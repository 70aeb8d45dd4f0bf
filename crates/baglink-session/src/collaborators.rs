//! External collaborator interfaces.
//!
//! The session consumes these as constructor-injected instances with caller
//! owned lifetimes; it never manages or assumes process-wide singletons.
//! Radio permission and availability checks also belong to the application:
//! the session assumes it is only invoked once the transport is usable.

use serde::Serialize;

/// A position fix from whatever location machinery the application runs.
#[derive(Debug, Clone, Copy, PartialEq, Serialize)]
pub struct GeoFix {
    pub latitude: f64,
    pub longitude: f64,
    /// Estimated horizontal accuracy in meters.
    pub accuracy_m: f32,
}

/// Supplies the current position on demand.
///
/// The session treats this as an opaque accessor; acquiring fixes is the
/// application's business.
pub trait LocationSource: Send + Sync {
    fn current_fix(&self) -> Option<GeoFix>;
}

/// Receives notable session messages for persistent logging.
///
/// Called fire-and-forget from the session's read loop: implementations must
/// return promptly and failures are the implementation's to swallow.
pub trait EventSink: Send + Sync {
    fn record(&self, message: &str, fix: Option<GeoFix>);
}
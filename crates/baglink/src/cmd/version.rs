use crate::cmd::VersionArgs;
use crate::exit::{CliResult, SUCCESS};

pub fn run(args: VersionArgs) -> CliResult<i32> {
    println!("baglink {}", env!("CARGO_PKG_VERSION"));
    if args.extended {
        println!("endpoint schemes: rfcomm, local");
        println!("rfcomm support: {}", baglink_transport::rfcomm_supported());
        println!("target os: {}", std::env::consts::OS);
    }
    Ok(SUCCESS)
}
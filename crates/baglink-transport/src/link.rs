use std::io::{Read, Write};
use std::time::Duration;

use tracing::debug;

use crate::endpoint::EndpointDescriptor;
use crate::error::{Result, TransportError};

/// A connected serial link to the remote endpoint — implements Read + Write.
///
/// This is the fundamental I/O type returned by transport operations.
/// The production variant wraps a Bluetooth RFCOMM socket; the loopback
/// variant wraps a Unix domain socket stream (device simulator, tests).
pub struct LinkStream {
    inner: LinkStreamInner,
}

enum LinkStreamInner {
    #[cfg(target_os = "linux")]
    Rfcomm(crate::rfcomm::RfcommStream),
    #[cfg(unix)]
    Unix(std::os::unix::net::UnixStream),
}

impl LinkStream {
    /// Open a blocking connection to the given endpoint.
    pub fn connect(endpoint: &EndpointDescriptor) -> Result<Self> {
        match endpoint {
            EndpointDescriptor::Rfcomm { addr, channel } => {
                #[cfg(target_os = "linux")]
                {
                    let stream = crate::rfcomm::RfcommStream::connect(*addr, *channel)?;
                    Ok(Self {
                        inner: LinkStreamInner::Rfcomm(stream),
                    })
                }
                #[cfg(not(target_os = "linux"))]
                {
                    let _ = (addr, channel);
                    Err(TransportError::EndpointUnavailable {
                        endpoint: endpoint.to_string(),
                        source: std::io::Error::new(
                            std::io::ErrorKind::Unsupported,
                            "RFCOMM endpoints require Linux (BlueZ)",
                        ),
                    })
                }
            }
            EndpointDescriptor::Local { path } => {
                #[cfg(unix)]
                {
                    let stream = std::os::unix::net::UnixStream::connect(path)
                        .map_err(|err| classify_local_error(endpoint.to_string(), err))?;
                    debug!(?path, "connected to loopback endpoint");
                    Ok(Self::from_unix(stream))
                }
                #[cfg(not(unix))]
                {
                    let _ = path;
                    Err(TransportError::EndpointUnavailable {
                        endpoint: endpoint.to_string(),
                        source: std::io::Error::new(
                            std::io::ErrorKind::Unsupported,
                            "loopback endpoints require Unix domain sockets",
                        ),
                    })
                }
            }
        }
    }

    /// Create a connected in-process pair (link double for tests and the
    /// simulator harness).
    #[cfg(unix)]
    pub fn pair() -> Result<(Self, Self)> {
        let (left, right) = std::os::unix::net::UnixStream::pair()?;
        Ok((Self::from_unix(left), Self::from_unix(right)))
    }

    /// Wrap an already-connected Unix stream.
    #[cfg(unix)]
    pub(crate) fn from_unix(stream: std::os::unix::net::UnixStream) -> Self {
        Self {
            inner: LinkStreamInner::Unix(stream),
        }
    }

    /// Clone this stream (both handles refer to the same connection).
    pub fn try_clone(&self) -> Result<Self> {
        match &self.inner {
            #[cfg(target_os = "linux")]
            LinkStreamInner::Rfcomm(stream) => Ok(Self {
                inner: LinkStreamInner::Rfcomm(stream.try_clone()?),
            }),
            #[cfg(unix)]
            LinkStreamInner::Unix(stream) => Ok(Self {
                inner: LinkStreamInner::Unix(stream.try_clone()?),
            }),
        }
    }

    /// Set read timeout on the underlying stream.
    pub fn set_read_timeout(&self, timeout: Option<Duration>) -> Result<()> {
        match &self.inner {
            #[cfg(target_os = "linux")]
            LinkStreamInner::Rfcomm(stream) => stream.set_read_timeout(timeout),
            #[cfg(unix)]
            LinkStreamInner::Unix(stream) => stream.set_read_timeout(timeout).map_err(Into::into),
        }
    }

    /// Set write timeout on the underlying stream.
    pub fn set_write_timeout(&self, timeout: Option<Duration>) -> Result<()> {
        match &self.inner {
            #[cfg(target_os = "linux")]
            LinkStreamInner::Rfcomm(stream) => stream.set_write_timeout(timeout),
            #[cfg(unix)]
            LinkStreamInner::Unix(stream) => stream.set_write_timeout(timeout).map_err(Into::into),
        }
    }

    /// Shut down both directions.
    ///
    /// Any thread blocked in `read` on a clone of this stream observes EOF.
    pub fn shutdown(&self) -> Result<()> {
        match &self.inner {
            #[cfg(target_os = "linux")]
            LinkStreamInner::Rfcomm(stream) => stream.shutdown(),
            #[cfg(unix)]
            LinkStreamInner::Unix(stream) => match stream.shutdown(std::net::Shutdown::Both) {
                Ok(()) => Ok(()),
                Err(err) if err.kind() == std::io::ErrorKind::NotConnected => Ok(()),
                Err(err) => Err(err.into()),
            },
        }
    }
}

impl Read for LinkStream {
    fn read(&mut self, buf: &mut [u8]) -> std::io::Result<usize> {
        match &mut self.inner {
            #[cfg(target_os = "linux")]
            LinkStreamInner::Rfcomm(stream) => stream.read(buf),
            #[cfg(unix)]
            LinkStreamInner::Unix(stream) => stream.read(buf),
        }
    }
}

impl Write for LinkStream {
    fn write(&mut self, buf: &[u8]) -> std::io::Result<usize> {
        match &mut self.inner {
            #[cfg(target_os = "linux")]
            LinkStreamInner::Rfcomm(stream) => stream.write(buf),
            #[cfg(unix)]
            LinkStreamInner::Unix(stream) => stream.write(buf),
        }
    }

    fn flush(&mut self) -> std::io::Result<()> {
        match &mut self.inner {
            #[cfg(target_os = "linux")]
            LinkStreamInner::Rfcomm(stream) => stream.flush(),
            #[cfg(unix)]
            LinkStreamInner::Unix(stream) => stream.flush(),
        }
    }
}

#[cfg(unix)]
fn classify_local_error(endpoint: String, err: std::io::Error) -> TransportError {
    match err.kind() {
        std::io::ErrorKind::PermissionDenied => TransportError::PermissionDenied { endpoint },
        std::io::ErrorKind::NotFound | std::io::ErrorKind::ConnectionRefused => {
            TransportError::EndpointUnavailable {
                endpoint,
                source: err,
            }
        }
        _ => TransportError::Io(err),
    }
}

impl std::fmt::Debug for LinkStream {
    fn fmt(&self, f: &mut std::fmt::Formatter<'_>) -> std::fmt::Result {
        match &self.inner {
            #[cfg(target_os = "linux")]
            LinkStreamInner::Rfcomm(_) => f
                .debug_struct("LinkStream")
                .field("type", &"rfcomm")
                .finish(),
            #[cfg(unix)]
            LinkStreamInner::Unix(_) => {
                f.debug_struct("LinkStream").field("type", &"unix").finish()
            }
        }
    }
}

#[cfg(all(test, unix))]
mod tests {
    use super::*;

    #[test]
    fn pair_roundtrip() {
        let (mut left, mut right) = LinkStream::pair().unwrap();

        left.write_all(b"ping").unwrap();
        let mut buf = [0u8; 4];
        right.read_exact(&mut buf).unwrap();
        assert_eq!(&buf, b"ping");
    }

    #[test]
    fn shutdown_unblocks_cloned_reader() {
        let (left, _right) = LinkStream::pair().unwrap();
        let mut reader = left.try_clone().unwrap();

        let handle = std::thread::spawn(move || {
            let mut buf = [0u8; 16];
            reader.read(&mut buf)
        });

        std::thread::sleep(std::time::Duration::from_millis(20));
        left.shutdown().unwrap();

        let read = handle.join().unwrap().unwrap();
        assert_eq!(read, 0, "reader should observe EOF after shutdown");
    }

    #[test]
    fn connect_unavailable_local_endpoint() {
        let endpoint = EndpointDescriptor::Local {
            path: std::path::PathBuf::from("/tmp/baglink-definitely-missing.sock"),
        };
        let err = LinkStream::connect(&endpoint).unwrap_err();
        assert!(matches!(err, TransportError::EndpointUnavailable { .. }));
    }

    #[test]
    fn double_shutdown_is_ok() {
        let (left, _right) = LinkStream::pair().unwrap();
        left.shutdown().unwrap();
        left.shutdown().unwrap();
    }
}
┄┄┄┄┄┄
> Task to carry out
Above are the records. Identify each line that contains the word "SUCCESS".

> Result of the exercise
use crate::exit::{CliResult, SUCCESS};
    Ok(SUCCESS)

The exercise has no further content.